DATASET RECORDS:
====================

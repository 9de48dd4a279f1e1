//! Outbound email.
//!
//! The engine only knows the [`Mailer`] trait. [`smtp::SmtpMailer`] delivers
//! through an SMTP relay, [`log::LogMailer`] writes messages to the log for
//! local development, and [`outbox::Outbox`] records them for tests.

pub mod log;
pub mod outbox;
pub mod smtp;

use async_trait::async_trait;
use thiserror::Error;
use uuid::Uuid;

/// Mail delivery errors.
#[derive(Debug, Error)]
pub enum MailError {
    #[error("invalid address: {0}")]
    Address(#[from] lettre::address::AddressError),

    #[error("failed to build message: {0}")]
    Build(#[from] lettre::error::Error),

    #[error("smtp: {0}")]
    Transport(#[from] lettre::transport::smtp::Error),

    #[error("delivery rejected: {0}")]
    Rejected(String),
}

/// Sends a single HTML email.
#[async_trait]
pub trait Mailer: Send + Sync {
    async fn send(&self, to: &str, subject: &str, html_body: &str) -> Result<(), MailError>;
}

pub const VERIFY_EMAIL_SUBJECT: &str = "Verify Email";
pub const PASSWORD_RESET_SUBJECT: &str = "Password Reset";

/// Link a user follows to verify their address.
pub fn verification_link(base_url: &str, token: Uuid) -> String {
    format!("{base_url}/verify-email?id={token}")
}

/// Link a user follows to choose a new password.
pub fn password_reset_link(base_url: &str, token: Uuid) -> String {
    format!("{base_url}/reset-password?id={token}")
}

pub fn verification_body(link: &str) -> String {
    format!(r#"Click here to verify your email: <a href="{link}">Verify Email</a>"#)
}

pub fn password_reset_body(link: &str) -> String {
    format!(r#"Click here to reset your password: <a href="{link}">Reset Password</a>"#)
}
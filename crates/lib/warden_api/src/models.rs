//! Request and response bodies.

use serde::{Deserialize, Serialize};

/// Error body returned for every failed request.
#[derive(Debug, Clone, Serialize, Deserialize)]
pub struct ErrorResponse {
    pub error: String,
    pub message: String,
}

/// Generic acknowledgement body.
#[derive(Debug, Clone, Serialize, Deserialize)]
pub struct MessageResponse {
    pub message: String,
}

impl MessageResponse {
    pub fn new(message: impl Into<String>) -> Self {
        Self {
            message: message.into(),
        }
    }
}

#[derive(Debug, Clone, Deserialize)]
pub struct RegisterRequest {
    pub email: String,
    pub password: String,
    pub username: Option<String>,
}

#[derive(Debug, Clone, Deserialize)]
pub struct LoginRequest {
    pub email: String,
    pub password: String,
}

#[derive(Debug, Clone, Deserialize)]
pub struct ForgotPasswordRequest {
    pub email: String,
}

#[derive(Debug, Clone, Deserialize)]
pub struct ResetPasswordRequest {
    /// Token id from the reset link.
    pub id: String,
    pub password: String,
}

#[derive(Debug, Clone, Deserialize)]
pub struct UpdateUserRequest {
    pub id: i64,
    pub username: String,
    pub avatar_url: Option<String>,
    pub email: String,
}

/// `?id=` on the verification route.
#[derive(Debug, Clone, Deserialize)]
pub struct TokenIdQuery {
    #[serde(default)]
    pub id: String,
}

/// `?email=` on resend and lookup routes.
#[derive(Debug, Clone, Deserialize)]
pub struct EmailQuery {
    #[serde(default)]
    pub email: String,
}

/// `?code=&state=` on the OAuth callback.
#[derive(Debug, Clone, Deserialize)]
pub struct OAuthCallbackQuery {
    pub code: Option<String>,
    pub state: Option<String>,
    pub error: Option<String>,
}

#[derive(Debug, Clone, Serialize, Deserialize)]
pub struct HealthResponse {
    pub status: String,
    pub version: String,
    /// `None` when the server runs without a database (tests).
    #[serde(skip_serializing_if = "Option::is_none")]
    pub db_connected: Option<bool>,
}
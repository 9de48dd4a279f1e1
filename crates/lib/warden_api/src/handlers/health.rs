//! Liveness endpoint.

use axum::Json;
use axum::extract::State;

use crate::AppState;
use crate::error::AppResult;
use crate::models::HealthResponse;

/// `GET /health`: Reports the build version and database reachability.
pub async fn health(State(state): State<AppState>) -> AppResult<Json<HealthResponse>> {
    let db_connected = match &state.pool {
        Some(pool) => Some(sqlx::query("SELECT 1").execute(pool).await.is_ok()),
        None => None,
    };

    Ok(Json(HealthResponse {
        status: "ok".into(),
        version: warden_core::version().into(),
        db_connected,
    }))
}
//! Persistence seams for users, single-use tokens and the session log.
//!
//! Every method that must be race-free under concurrent callers is a single
//! call here (`consume_*`, `rotate_session`, `invalidate_session`), so the
//! adapter owns the unit of work and callers never see a check-then-act gap.

pub mod memory;
pub mod postgres;

use async_trait::async_trait;
use chrono::{DateTime, Utc};
use thiserror::Error;
use uuid::Uuid;

use crate::models::auth::{
    EphemeralKind, EphemeralToken, NewUser, SessionTokenRecord, User, UserUpdate,
    UserWithPassword,
};

/// Unique constraint on `users.email`.
pub const USERS_EMAIL_KEY: &str = "users_email_key";
/// Unique constraint on `users.oauth_id`.
pub const USERS_OAUTH_ID_KEY: &str = "users_oauth_id_key";
/// Unique constraint on `token_log.jti`.
pub const TOKEN_LOG_JTI_KEY: &str = "token_log_jti_key";

/// Postgres SQLSTATE for unique_violation.
const PG_UNIQUE_VIOLATION: &str = "23505";

/// Storage errors.
#[derive(Debug, Error)]
pub enum StoreError {
    #[error("unique constraint violated: {constraint}")]
    UniqueViolation { constraint: String },

    #[error("database error: {0}")]
    Db(sqlx::Error),
}

impl StoreError {
    /// True when the failure is a unique violation on the named constraint.
    pub fn is_unique_violation_on(&self, name: &str) -> bool {
        matches!(self, Self::UniqueViolation { constraint } if constraint == name)
    }
}

impl From<sqlx::Error> for StoreError {
    fn from(e: sqlx::Error) -> Self {
        if let Some(db) = e.as_database_error()
            && db.code().as_deref() == Some(PG_UNIQUE_VIOLATION)
        {
            return Self::UniqueViolation {
                constraint: db.constraint().unwrap_or_default().to_string(),
            };
        }
        Self::Db(e)
    }
}

/// Outcome of consuming a single-use token.
#[derive(Debug, Clone, Copy, PartialEq, Eq)]
pub enum Consumption {
    /// Token deleted and the side effect applied for this user.
    Consumed { user_id: i64 },
    /// Token exists but its expiry has passed. Nothing changed.
    Expired,
    /// No such token (never issued, or already consumed).
    Missing,
}

/// Credential store: user records and password hashes.
#[async_trait]
pub trait UserStore: Send + Sync {
    /// Insert a user. A duplicate email surfaces as
    /// [`StoreError::UniqueViolation`] on [`USERS_EMAIL_KEY`].
    async fn create_user(&self, user: &NewUser) -> Result<User, StoreError>;

    async fn find_user_by_id(&self, id: i64) -> Result<Option<User>, StoreError>;

    async fn find_user_by_email(&self, email: &str) -> Result<Option<User>, StoreError>;

    /// Like [`Self::find_user_by_email`] but also returns the password hash.
    async fn find_credentials_by_email(
        &self,
        email: &str,
    ) -> Result<Option<UserWithPassword>, StoreError>;

    async fn list_users(&self) -> Result<Vec<User>, StoreError>;

    /// Returns `None` when no user has `update.id`.
    async fn update_user(&self, update: &UserUpdate) -> Result<Option<User>, StoreError>;

    /// Deletes the user and, by cascade, their tokens and sessions.
    async fn delete_user(&self, id: i64) -> Result<bool, StoreError>;
}

/// Email verification and password reset tokens.
#[async_trait]
pub trait EphemeralTokenLedger: Send + Sync {
    async fn insert_ephemeral(
        &self,
        kind: EphemeralKind,
        token: &EphemeralToken,
    ) -> Result<(), StoreError>;

    async fn find_ephemeral(
        &self,
        kind: EphemeralKind,
        id: Uuid,
    ) -> Result<Option<EphemeralToken>, StoreError>;

    /// Atomically delete an unexpired verification token and mark its owner
    /// verified.
    async fn consume_verification(
        &self,
        id: Uuid,
        now: DateTime<Utc>,
    ) -> Result<Consumption, StoreError>;

    /// Atomically delete an unexpired reset token and store the new hash.
    async fn consume_password_reset(
        &self,
        id: Uuid,
        now: DateTime<Utc>,
        password_hash: &str,
    ) -> Result<Consumption, StoreError>;

    /// Delete tokens of both kinds whose expiry is at or before `now`.
    async fn purge_expired_ephemeral(&self, now: DateTime<Utc>) -> Result<u64, StoreError>;
}

/// Append-only log of issued refresh tokens. Records are never deleted
/// except by the owning user's deletion, so lineage links stay true.
#[async_trait]
pub trait SessionTokenLog: Send + Sync {
    async fn insert_session(&self, record: &SessionTokenRecord) -> Result<(), StoreError>;

    async fn find_session(&self, jti: &str) -> Result<Option<SessionTokenRecord>, StoreError>;

    async fn list_sessions(&self, user_id: i64) -> Result<Vec<SessionTokenRecord>, StoreError>;

    /// In one transaction: invalidate `old_jti` (only if still active),
    /// link it to `successor.jti`, and insert `successor`. Returns `false`
    /// and changes nothing when `old_jti` was missing or already invalidated.
    async fn rotate_session(
        &self,
        old_jti: &str,
        successor: &SessionTokenRecord,
        now: DateTime<Utc>,
    ) -> Result<bool, StoreError>;

    /// Invalidate one active record, optionally recording its replacement.
    /// Returns `false` when it was missing or already invalidated.
    async fn invalidate_session(
        &self,
        jti: &str,
        replaced_by: Option<&str>,
        now: DateTime<Utc>,
    ) -> Result<bool, StoreError>;

    /// Invalidate every active record of a user. Returns how many changed.
    async fn invalidate_user_sessions(
        &self,
        user_id: i64,
        now: DateTime<Utc>,
    ) -> Result<u64, StoreError>;
}

/// Everything the auth engine needs from persistence.
pub trait Store: UserStore + EphemeralTokenLedger + SessionTokenLog {}

impl<T> Store for T where T: UserStore + EphemeralTokenLedger + SessionTokenLog {}
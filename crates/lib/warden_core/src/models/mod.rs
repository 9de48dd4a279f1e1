//! Domain models.

pub mod auth;
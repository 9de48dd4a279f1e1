//! SMTP delivery through lettre's async transport.

use std::fmt;

use async_trait::async_trait;
use lettre::message::Mailbox;
use lettre::message::header::ContentType;
use lettre::transport::smtp::authentication::Credentials;
use lettre::{AsyncSmtpTransport, AsyncTransport, Message, Tokio1Executor};
use tracing::info;

use super::{MailError, Mailer};

/// Default submission port (STARTTLS).
pub const DEFAULT_SMTP_PORT: u16 = 587;

/// SMTP relay settings.
#[derive(Clone)]
pub struct SmtpConfig {
    pub host: String,
    pub port: u16,
    pub username: String,
    pub password: String,
    /// `From:` header, e.g. `Warden <no-reply@example.com>`.
    pub from_address: String,
}

impl fmt::Debug for SmtpConfig {
    fn fmt(&self, f: &mut fmt::Formatter<'_>) -> fmt::Result {
        f.debug_struct("SmtpConfig")
            .field("host", &self.host)
            .field("port", &self.port)
            .field("username", &self.username)
            .field("password", &"<redacted>")
            .field("from_address", &self.from_address)
            .finish()
    }
}

/// Mailer backed by a pooled STARTTLS connection to the relay.
pub struct SmtpMailer {
    transport: AsyncSmtpTransport<Tokio1Executor>,
    from: Mailbox,
}

impl SmtpMailer {
    pub fn new(config: &SmtpConfig) -> Result<Self, MailError> {
        let transport = AsyncSmtpTransport::<Tokio1Executor>::starttls_relay(&config.host)?
            .port(config.port)
            .credentials(Credentials::new(
                config.username.clone(),
                config.password.clone(),
            ))
            .build();
        let from = config.from_address.parse::<Mailbox>()?;
        Ok(Self { transport, from })
    }
}

#[async_trait]
impl Mailer for SmtpMailer {
    async fn send(&self, to: &str, subject: &str, html_body: &str) -> Result<(), MailError> {
        let message = Message::builder()
            .from(self.from.clone())
            .to(to.parse::<Mailbox>()?)
            .subject(subject)
            .header(ContentType::TEXT_HTML)
            .body(html_body.to_string())?;

        self.transport.send(message).await?;
        info!(to, subject, "email sent");
        Ok(())
    }
}
//! Request middleware and extractors.

pub mod auth;
pub mod client;
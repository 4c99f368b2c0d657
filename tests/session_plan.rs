//! Session-plan driver end-to-end test (scripted charging session).

mod common;

use serde_json::json;

use common::{Behavior, MockCsms};
use fake_charging_station::{execute_session_plan, SessionPlanRequest};

#[tokio::test]
async fn scripted_session_walks_the_connector_through_a_full_charge() {
    let mock = MockCsms::spawn(Behavior::default()).await;

    let request: SessionPlanRequest = serde_json::from_value(json!({
        "cs_id": "fake_v16_station",
        "vendor": "Foo",
        "model": "Bar-42",
        "ws_url": mock.ws_url(),
        "password": "9TaK9aKGaDaaaNaN",
        "steps": [
            ["wait", 1],
            ["plugin", 1, "1234"],
            ["charge", 1, 500],
            ["wait", 2],
            ["somersault", 1],
            ["status"],
            ["stop", 1],
            ["unplug", 1],
            ["disconnect"],
        ],
    }))
    .unwrap();

    execute_session_plan(request)
        .await
        .expect("session plan should run to completion");

    // Boot burst, plug in, post-start settle, charge, stop, unplug.
    assert_eq!(
        mock.status_sequence(),
        vec![
            "Available",
            "Preparing",
            "Preparing",
            "Charging",
            "Finishing",
            "Available",
        ]
    );

    let starts = mock.calls("StartTransaction");
    assert_eq!(starts.len(), 1);
    assert_eq!(starts[0]["idTag"], "1234");

    let stops = mock.calls("StopTransaction");
    assert_eq!(stops.len(), 1);
    assert_eq!(stops[0]["transactionId"], 7);
    assert_eq!(stops[0]["idTag"], "1234");

    mock.wait_closed().await;
}

#[tokio::test]
async fn session_plan_against_a_refusing_csms_reports_boot_denial() {
    let mock = MockCsms::spawn(Behavior {
        boot_status: "Rejected",
        ..Behavior::default()
    })
    .await;

    let request: SessionPlanRequest = serde_json::from_value(json!({
        "cs_id": "fake_v16_station",
        "vendor": "Foo",
        "model": "Bar-42",
        "ws_url": mock.ws_url(),
        "password": "pw",
        "steps": [["wait", 1]],
    }))
    .unwrap();

    let err = execute_session_plan(request).await.unwrap_err();
    assert_eq!(err.to_string(), "BootNotification was not accepted by the CSMS");
}
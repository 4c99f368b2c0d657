//! Session-plan driver.
//!
//! A session plan boots a dedicated station instance and walks it through an
//! ordered list of steps. Steps arrive as loose JSON arrays
//! (`["plugin", 1, "12341234"]`) and are parsed leniently: ids and seconds
//! may be numbers or numeric strings; unknown steps are logged and skipped.

use std::time::Duration;

use serde::Deserialize;
use serde_json::Value;
use tokio::time::sleep;
use tracing::{info, warn};

use crate::ocpp::types::Reason;
use crate::support::errors::BootstrapError;

use super::supervisor::basic_authorization;
use super::{ChargingStation, StationConfig};

fn default_connectors() -> u32 {
    1
}

/// Request body of the session-plan endpoint.
#[derive(Debug, Clone, Deserialize)]
pub struct SessionPlanRequest {
    pub cs_id: String,
    pub vendor: String,
    pub model: String,
    pub ws_url: String,
    pub password: String,
    #[serde(default = "default_connectors")]
    pub connectors: u32,
    pub steps: Vec<Vec<Value>>,
}

/// One decoded session-plan step.
#[derive(Debug, Clone, PartialEq)]
pub enum SessionStep {
    Wait(u64),
    PlugIn { connector_id: u32, rfid: String },
    Charge { connector_id: u32, limit: f64 },
    Stop { connector_id: u32, reason: Option<Reason> },
    Unplug { connector_id: u32, stop_tx: bool },
    Status,
    Disconnect,
}

impl SessionStep {
    /// Decode a raw step; `None` means the token is not understood.
    pub fn parse(raw: &[Value]) -> Option<Self> {
        let step = match raw.first().and_then(Value::as_str)? {
            "wait" => Self::Wait(as_u64(raw.get(1)?)?),
            "plugin" => Self::PlugIn {
                connector_id: as_u32(raw.get(1)?)?,
                rfid: raw.get(2)?.as_str()?.to_string(),
            },
            "charge" => Self::Charge {
                connector_id: as_u32(raw.get(1)?)?,
                limit: as_f64(raw.get(2)?)?,
            },
            "stop" => Self::Stop {
                connector_id: as_u32(raw.get(1)?)?,
                reason: raw.get(2).and_then(parse_reason),
            },
            "unplug" => Self::Unplug {
                connector_id: as_u32(raw.get(1)?)?,
                stop_tx: raw.get(2).and_then(as_bool).unwrap_or(true),
            },
            "status" => Self::Status,
            "disconnect" => Self::Disconnect,
            _ => return None,
        };
        Some(step)
    }
}

/// Boot a fresh station and execute the plan against it. The station is
/// disconnected after the final step regardless of what the plan did.
pub async fn execute_session_plan(request: SessionPlanRequest) -> Result<(), BootstrapError> {
    info!(cs_id = %request.cs_id, steps = request.steps.len(), "Executing session plan");

    let mut config = StationConfig::new(&request.cs_id, &request.vendor, &request.model);
    config.number_of_connectors = request.connectors;
    let station = ChargingStation::new(config);

    let authorization = basic_authorization(&request.cs_id, &request.password);
    if !station
        .clone()
        .boot_up(&request.ws_url, &authorization)
        .await?
    {
        return Err(BootstrapError::Denied);
    }

    for raw in &request.steps {
        match SessionStep::parse(raw) {
            Some(step) => run_step(&station, step).await,
            None => warn!(step = %serde_json::Value::Array(raw.clone()), "Skipping unsupported step"),
        }
    }

    info!("Finished session plan");
    station.disconnect().await;
    Ok(())
}

async fn run_step(station: &ChargingStation, step: SessionStep) {
    let outcome = match step {
        SessionStep::Wait(secs) => {
            info!(secs, "Waiting");
            sleep(Duration::from_secs(secs)).await;
            Ok(())
        }
        SessionStep::PlugIn { connector_id, rfid } => {
            station.plug_in(connector_id, Some(&rfid)).await
        }
        SessionStep::Charge {
            connector_id,
            limit,
        } => station.set_charging_profile(connector_id, limit).await,
        SessionStep::Stop {
            connector_id,
            reason,
        } => station.send_stop_transaction(connector_id, reason).await,
        SessionStep::Unplug {
            connector_id,
            stop_tx,
        } => station.unplug(connector_id, stop_tx).await,
        SessionStep::Status => Ok(()),
        SessionStep::Disconnect => {
            station.disconnect().await;
            Ok(())
        }
    };

    if let Err(e) = outcome {
        warn!(error = %e, "Session plan step failed");
    }
}

fn as_u64(value: &Value) -> Option<u64> {
    match value {
        Value::Number(n) => n.as_u64(),
        Value::String(s) => s.trim().parse().ok(),
        _ => None,
    }
}

fn as_u32(value: &Value) -> Option<u32> {
    as_u64(value).and_then(|v| u32::try_from(v).ok())
}

fn as_f64(value: &Value) -> Option<f64> {
    match value {
        Value::Number(n) => n.as_f64(),
        Value::String(s) => s.trim().parse().ok(),
        _ => None,
    }
}

fn as_bool(value: &Value) -> Option<bool> {
    match value {
        Value::Bool(b) => Some(*b),
        Value::String(s) => match s.trim() {
            "true" | "True" => Some(true),
            "false" | "False" => Some(false),
            _ => None,
        },
        _ => None,
    }
}

fn parse_reason(value: &Value) -> Option<Reason> {
    match serde_json::from_value(value.clone()) {
        Ok(reason) => Some(reason),
        Err(_) => {
            warn!(reason = %value, "Ignoring unknown stop reason");
            None
        }
    }
}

====================

WORK REQUIRED: Which of the lines in the listing above include "Atomically"? Report each of them.

OUTPUT FOR THIS EXERCISE:
    /// Atomically delete an unexpired verification token and mark its owner
    /// Atomically delete an unexpired reset token and store the new hash.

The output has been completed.